Stored items:
···
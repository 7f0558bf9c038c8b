// Shared test helpers for local mock servers and request construction.
//
// This module provides common utilities used across multiple test files to reduce duplication.
#![allow(dead_code)] // Each test file uses a different subset

use std::time::Duration;

use axum::Router;
use tokio::net::TcpListener;

use nethttp_bridge::RequestSpec;

/// User-Agent sent by every test request that is expected to pass validation.
pub const TEST_USER_AGENT: &str = "nethttp-bridge-tests/1.0";

/// Starts `app` on an ephemeral loopback port and returns its base URL
/// (no trailing slash).
pub async fn spawn_server(app: Router) -> String {
    let listener = TcpListener::bind("127.0.0.1:0")
        .await
        .expect("Failed to bind");
    let addr = listener.local_addr().expect("Failed to get address");

    tokio::spawn(async move {
        axum::serve(listener, app)
            .await
            .expect("Server failed to start");
    });

    // Give server time to start
    tokio::time::sleep(Duration::from_millis(50)).await;

    format!("http://{addr}")
}

/// Header JSON carrying only the test User-Agent.
pub fn ua_headers() -> String {
    format!(r#"{{"User-Agent": "{TEST_USER_AGENT}"}}"#)
}

/// Header JSON carrying the test User-Agent plus `extra` pairs.
pub fn ua_headers_with(extra: &[(&str, &str)]) -> String {
    let mut map = serde_json::Map::new();
    map.insert("User-Agent".to_string(), TEST_USER_AGENT.into());
    for (name, value) in extra {
        map.insert((*name).to_string(), (*value).into());
    }
    serde_json::Value::Object(map).to_string()
}

/// A GET that passes validation.
pub fn get_spec(url: impl Into<String>) -> RequestSpec {
    RequestSpec::new("GET", url).headers_json(ua_headers())
}

/// A POST that passes validation.
pub fn post_spec(url: impl Into<String>, body: impl Into<Vec<u8>>) -> RequestSpec {
    RequestSpec::new("POST", url)
        .headers_json(ua_headers())
        .body(body)
}

/// A loopback URL on a port nothing listens on.
pub fn closed_port_url() -> String {
    let port = {
        let listener = std::net::TcpListener::bind("127.0.0.1:0").expect("bind");
        listener.local_addr().expect("addr").port()
    };
    format!("http://127.0.0.1:{port}/")
}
···
# Assigned task
Copy out the lines above with "impl" in them.

# Your response
pub fn get_spec(url: impl Into<String>) -> RequestSpec {
pub fn post_spec(url: impl Into<String>, body: impl Into<Vec<u8>>) -> RequestSpec {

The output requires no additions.